The resignation of Mikitani, one of Japan’s leading entrepreneurs, may deliver a blow to the image of Abe as he pushes legislation for his growth strategy through the current Diet session, which he said would be one for “getting things done.” The government proposal would continue to restrict the online sale of 28 drug products -- a regulation Mikitani strongly opposes.
“It goes totally against Abe’s policies,” said Mikitani, who said he would convey his feelings to Abe. “I cannot forgive this. I will continue fighting.”
Mikitani noted that the online sale of 99 percent of over-the-counter drugs would be allowed under the proposal.

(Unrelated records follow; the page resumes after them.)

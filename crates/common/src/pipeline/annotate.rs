//! Annotation pipeline
//!
//! Fills processed-review analysis fields one dimension at a time through the
//! configured `Analyzer`. Each dimension is an independent call followed by an
//! immediate persist; a failed call leaves the field at its previous value.

use crate::analyzer::Analyzer;
use crate::db::models::ProcessedReview;
use crate::db::{AnalysisPatch, BulkEditItem, Repository, ProcessedFilter};
use crate::errors::{AppError, Result};
use crate::vocabulary::{Dimension, DimensionValue};
use serde::{Deserialize, Serialize};
use std::sync::Arc;
use tracing::{info, instrument, warn};

/// What to analyze: a stored processed review, raw text, or both
#[derive(Debug, Clone, Default, Deserialize)]
pub struct AnalysisTarget {
    /// Processed review to update
    pub id: Option<i32>,
    /// Text to analyze; defaults to the stored text when `id` is given
    pub text: Option<String>,
}

/// Result of a single-dimension analysis
#[derive(Debug, Clone, PartialEq, Eq, Serialize)]
pub struct AnalysisOutcome {
    /// Processed review that was updated, if any
    pub id: Option<i32>,
    pub value: DimensionValue,
}

/// Result of a full analysis pass
#[derive(Debug, Clone, Default, PartialEq, Eq, Serialize)]
#[serde(rename_all = "camelCase")]
pub struct AnalyzeAllReport {
    /// Processed reviews created by the initial copy
    pub copied: u64,
    /// Processed reviews visited
    pub visited: usize,
    /// Dimension values written
    pub written: usize,
    /// One message per failed dimension call
    pub failures: Vec<String>,
}

/// Annotation service over the record store and an analyzer
#[derive(Clone)]
pub struct Annotator {
    repository: Repository,
    analyzer: Arc<dyn Analyzer>,
}

impl Annotator {
    pub fn new(repository: Repository, analyzer: Arc<dyn Analyzer>) -> Self {
        Self { repository, analyzer }
    }

    /// Create processed reviews for every review lacking one
    #[instrument(skip(self))]
    pub async fn copy_all(&self) -> Result<u64> {
        let copied = self.repository.copy_missing_reviews().await?;
        info!(copied, "Copied reviews to processed");
        Ok(copied)
    }

    /// Analyze one dimension, persisting when a processed review is targeted
    #[instrument(skip(self, target), fields(id = ?target.id))]
    pub async fn analyze_one(
        &self,
        target: AnalysisTarget,
        dimension: Dimension,
    ) -> Result<AnalysisOutcome> {
        let supplied = target.text.filter(|t| !t.trim().is_empty());

        let Some(id) = target.id else {
            let text = supplied.ok_or_else(|| AppError::validation("text", "Either id or text is required"))?;
            let value = self.analyzer.analyze(dimension, &text).await?;
            return Ok(AnalysisOutcome { id: None, value });
        };

        let stored = self.repository.get_processed(id).await?;
        let text = supplied.unwrap_or(stored.text);

        let value = self.analyzer.analyze(dimension, &text).await?;
        self.repository.set_dimension(id, value.clone()).await?;

        Ok(AnalysisOutcome { id: Some(id), value })
    }

    /// Copy, then fill every unset dimension of every processed review
    ///
    /// Strictly sequential. Failures are collected and processing continues.
    #[instrument(skip(self))]
    pub async fn analyze_all(&self) -> Result<AnalyzeAllReport> {
        let mut report = AnalyzeAllReport {
            copied: self.copy_all().await?,
            ..Default::default()
        };

        let reviews = self.repository.list_processed(&ProcessedFilter::default()).await?;
        info!(count = reviews.len(), "Starting analysis pass");

        for review in reviews {
            report.visited += 1;
            self.fill_review(&review, &mut report).await;
        }

        info!(
            visited = report.visited,
            written = report.written,
            failures = report.failures.len(),
            "Analysis pass finished"
        );

        Ok(report)
    }

    async fn fill_review(&self, review: &ProcessedReview, report: &mut AnalyzeAllReport) {
        for dimension in Dimension::ALL {
            if review.has_dimension(dimension) {
                continue;
            }

            let result = match self.analyzer.analyze(dimension, &review.text).await {
                Ok(value) => self.repository.set_dimension(review.id, value).await.map(|_| ()),
                Err(e) => Err(e),
            };

            match result {
                Ok(()) => report.written += 1,
                Err(e) => {
                    warn!(id = review.id, dimension = %dimension, error = %e, "Dimension analysis failed");
                    report.failures.push(format!("review {} {}: {}", review.id, dimension, e));
                }
            }
        }
    }

    /// Null every analysis field of one processed review
    pub async fn reset(&self, id: i32) -> Result<ProcessedReview> {
        self.repository.reset_analysis(id).await
    }

    /// Null every analysis field of every processed review
    #[instrument(skip(self))]
    pub async fn reset_all(&self) -> Result<u64> {
        let cleared = self.repository.reset_all_analysis().await?;
        info!(cleared, "Cleared all analysis fields");
        Ok(cleared)
    }

    /// Partial analysis update
    pub async fn update_fields(&self, id: i32, patch: AnalysisPatch) -> Result<ProcessedReview> {
        self.repository.update_analysis(id, patch).await
    }

    /// Direct theme write
    pub async fn update_theme(&self, id: i32, theme: String) -> Result<ProcessedReview> {
        self.repository
            .update_analysis(id, AnalysisPatch { theme: Some(Some(theme)), ..Default::default() })
            .await
    }

    /// All-or-nothing edit of processed reviews and their source reviews
    #[instrument(skip(self, items), fields(items = items.len()))]
    pub async fn bulk_edit(&self, items: Vec<BulkEditItem>) -> Result<usize> {
        self.repository.bulk_edit(items).await
    }
}

#[cfg(test)]
mod tests {
    use super::*;
    use crate::analyzer::MockAnalyzer;
    use crate::auth::Role;
    use crate::db::{DbPool, NewReview, RecommendationKey, RecommendationKind};
    use crate::vocabulary::{Priority, Sentiment};
    use async_trait::async_trait;
    use chrono::Utc;

    /// Fails one dimension, delegates the rest to the mock
    struct FlakyAnalyzer {
        failing: Dimension,
    }

    #[async_trait]
    impl Analyzer for FlakyAnalyzer {
        async fn analyze(&self, dimension: Dimension, text: &str) -> Result<DimensionValue> {
            if dimension == self.failing {
                return Err(AppError::UpstreamTimeout { service: "test".into(), timeout_ms: 20_000 });
            }
            MockAnalyzer::new().analyze(dimension, text).await
        }

        async fn recommend(&self, kind: RecommendationKind, key: &RecommendationKey) -> Result<String> {
            MockAnalyzer::new().recommend(kind, key).await
        }
    }

    async fn setup(analyzer: Arc<dyn Analyzer>, texts: &[&str]) -> (Annotator, Repository) {
        let repo = Repository::new(DbPool::in_memory().await.unwrap());
        let user = repo.create_user("Anna", "Acme", Role::Admin).await.unwrap();
        let now = Utc::now();
        let rows = texts
            .iter()
            .map(|t| NewReview { text: t.to_string(), rating: 3.0, date: now, collection_time: now })
            .collect();
        repo.insert_reviews(user.id, rows).await.unwrap();
        (Annotator::new(repo.clone(), analyzer), repo)
    }

    #[tokio::test]
    async fn test_analyze_one_persists() {
        let (annotator, repo) = setup(Arc::new(MockAnalyzer::new()), &["Terrible, slow support"]).await;
        annotator.copy_all().await.unwrap();
        let id = repo.list_processed(&ProcessedFilter::default()).await.unwrap()[0].id;

        let outcome = annotator
            .analyze_one(AnalysisTarget { id: Some(id), text: None }, Dimension::Sentiment)
            .await
            .unwrap();
        assert_eq!(outcome.value, DimensionValue::Sentiment(Sentiment::Negative));
        assert_eq!(repo.get_processed(id).await.unwrap().sentiment, Some(Sentiment::Negative));
    }

    #[tokio::test]
    async fn test_text_only_analysis_does_not_persist() {
        let (annotator, repo) = setup(Arc::new(MockAnalyzer::new()), &["Great"]).await;
        annotator.copy_all().await.unwrap();

        let outcome = annotator
            .analyze_one(
                AnalysisTarget { id: None, text: Some("Terrible service".into()) },
                Dimension::Priority,
            )
            .await
            .unwrap();
        assert_eq!(outcome.id, None);
        assert_eq!(outcome.value, DimensionValue::Priority(Priority::VeryImportant));
        assert!(repo.list_processed(&ProcessedFilter::default()).await.unwrap()[0].is_unanalyzed());

        let err = annotator.analyze_one(AnalysisTarget::default(), Dimension::Theme).await.unwrap_err();
        assert!(matches!(err, AppError::Validation { .. }));

        let err = annotator
            .analyze_one(AnalysisTarget { id: Some(404), text: None }, Dimension::Theme)
            .await
            .unwrap_err();
        assert!(matches!(err, AppError::ProcessedReviewNotFound { id: 404 }));
    }

    #[tokio::test]
    async fn test_analyze_all_tolerates_failures() {
        let analyzer = Arc::new(FlakyAnalyzer { failing: Dimension::Priority });
        let (annotator, repo) = setup(analyzer, &["Slow delivery", "Great staff"]).await;

        let report = annotator.analyze_all().await.unwrap();
        assert_eq!(report.copied, 2);
        assert_eq!(report.visited, 2);
        assert_eq!(report.written, 10);
        assert_eq!(report.failures.len(), 2);
        assert!(report.failures[0].contains("priority"));

        for review in repo.list_processed(&ProcessedFilter::default()).await.unwrap() {
            assert!(review.priority.is_none());
            assert!(review.sentiment.is_some());
            assert!(review.theme.is_some());
        }

        // Set values are not recomputed on a second pass
        let again = annotator.analyze_all().await.unwrap();
        assert_eq!(again.copied, 0);
        assert_eq!(again.written, 0);
        assert_eq!(again.failures.len(), 2);
    }

    #[tokio::test]
    async fn test_update_theme_and_reset() {
        let (annotator, repo) = setup(Arc::new(MockAnalyzer::new()), &["Fine"]).await;
        annotator.copy_all().await.unwrap();
        let id = repo.list_processed(&ProcessedFilter::default()).await.unwrap()[0].id;

        let updated = annotator.update_theme(id, "Checkout".into()).await.unwrap();
        assert_eq!(updated.theme.as_deref(), Some("Checkout"));

        let reset = annotator.reset(id).await.unwrap();
        assert!(reset.is_unanalyzed());
        assert_eq!(annotator.reset_all().await.unwrap(), 1);
    }
}
//! Output formats for harvested reviews

use super::HarvestedReview;
use chrono::NaiveDate;
use serde_json::{json, Value};

const MONTHS: [&str; 12] = [
    "января", "февраля", "марта", "апреля", "мая", "июня", "июля", "августа", "сентября",
    "октября", "ноября", "декабря",
];

fn escape_html(s: &str) -> String {
    s.replace('&', "&amp;").replace('<', "&lt;").replace('>', "&gt;")
}

/// Spreadsheet-compatible HTML table (opens as `.xls`)
///
/// Cells are forced to text so dates and ratings are not reinterpreted.
pub fn render_spreadsheet(reviews: &[HarvestedReview]) -> String {
    let mut table = String::from("<table>\n<tr><th>Дата</th><th>Время сбора</th><th>Оценка</th><th>Отзыв</th></tr>\n");

    for review in reviews {
        let rating = review
            .rating
            .map(|r| r.to_string())
            .unwrap_or_else(|| "Нет оценки".to_string());
        table.push_str(&format!(
            "<tr><td>{}</td><td>{}</td><td>{}</td><td>{}</td></tr>\n",
            escape_html(&review.date),
            review.collected_at.format("%H:%M:%S"),
            rating,
            escape_html(&review.text),
        ));
    }
    table.push_str("</table>");

    format!(
        concat!(
            "<html xmlns:o=\"urn:schemas-microsoft-com:office:office\" ",
            "xmlns:x=\"urn:schemas-microsoft-com:office:excel\" ",
            "xmlns=\"http://www.w3.org/TR/REC-html40\">\n",
            "<head>\n",
            "<meta http-equiv=\"Content-Type\" content=\"text/html; charset=UTF-8\">\n",
            "<style>td {{ mso-number-format:\"\\@\"; }}</style>\n",
            "</head>\n<body>\n{}\n</body>\n</html>\n"
        ),
        table
    )
}

/// "12 марта 2024" to an ISO date; other layouts pass through unchanged
pub fn normalize_card_date(displayed: &str) -> String {
    let parts: Vec<&str> = displayed.split_whitespace().collect();
    if let [day, month, year] = parts.as_slice() {
        let month = MONTHS.iter().position(|m| *m == month.to_lowercase());
        if let (Ok(day), Some(month), Ok(year)) = (day.parse::<u32>(), month, year.parse::<i32>()) {
            if let Some(date) = NaiveDate::from_ymd_opt(year, month as u32 + 1, day) {
                return date.format("%Y-%m-%d").to_string();
            }
        }
    }
    displayed.to_string()
}

/// Rows in the shape batch ingestion accepts
pub fn to_ingest_rows(reviews: &[HarvestedReview]) -> Vec<Value> {
    reviews
        .iter()
        .map(|r| {
            json!({
                "text": r.text,
                "rating": r.rating,
                "date": normalize_card_date(&r.date),
                "collectionTime": r.collected_at.to_rfc3339(),
            })
        })
        .collect()
}

#[cfg(test)]
mod tests {
    use super::*;
    use chrono::{TimeZone, Utc};

    fn review(text: &str, rating: Option<u8>) -> HarvestedReview {
        HarvestedReview {
            date: "12 марта 2024".into(),
            collected_at: Utc.with_ymd_and_hms(2024, 3, 20, 14, 5, 9).unwrap(),
            rating,
            text: text.into(),
        }
    }

    #[test]
    fn test_spreadsheet_escapes_text() {
        let html = render_spreadsheet(&[review("<b>Fast</b> & cheap", Some(5)), review("Meh", None)]);
        assert!(html.contains("<th>Дата</th><th>Время сбора</th><th>Оценка</th><th>Отзыв</th>"));
        assert!(html.contains("<td>&lt;b&gt;Fast&lt;/b&gt; &amp; cheap</td>"));
        assert!(html.contains("<td>14:05:09</td><td>5</td>"));
        assert!(html.contains("<td>Нет оценки</td>"));
        assert!(html.contains("mso-number-format:\"\\@\""));
    }

    #[test]
    fn test_card_dates() {
        assert_eq!(normalize_card_date("12 марта 2024"), "2024-03-12");
        assert_eq!(normalize_card_date("31 февраля 2024"), "31 февраля 2024");
        assert_eq!(normalize_card_date("вчера"), "вчера");
    }

    #[test]
    fn test_ingest_rows_shape() {
        let rows = to_ingest_rows(&[review("Good", Some(4))]);
        assert_eq!(rows[0]["text"], "Good");
        assert_eq!(rows[0]["rating"], 4);
        assert_eq!(rows[0]["date"], "2024-03-12");
        assert_eq!(rows[0]["collectionTime"], "2024-03-20T14:05:09+00:00");
    }
}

Fifteen of 34 economists surveyed by Bloomberg News said a lack of bolder steps on the growth strategy is undermining the Bank of Japan’s campaign to reflate the economy after more than a decade of falling prices.
Key initiatives on the table in the growth strategy -- dubbed the “third arrow” of Abenomics -- are steps to encourage corporate restructuring to boost industrial competitiveness and the introduction of zones for deregulation in fields from medical treatment to urban development.
The government needs to sustain growth momentum ahead of a sales tax increase next April that is forecast to push the economy into a quarter of contraction.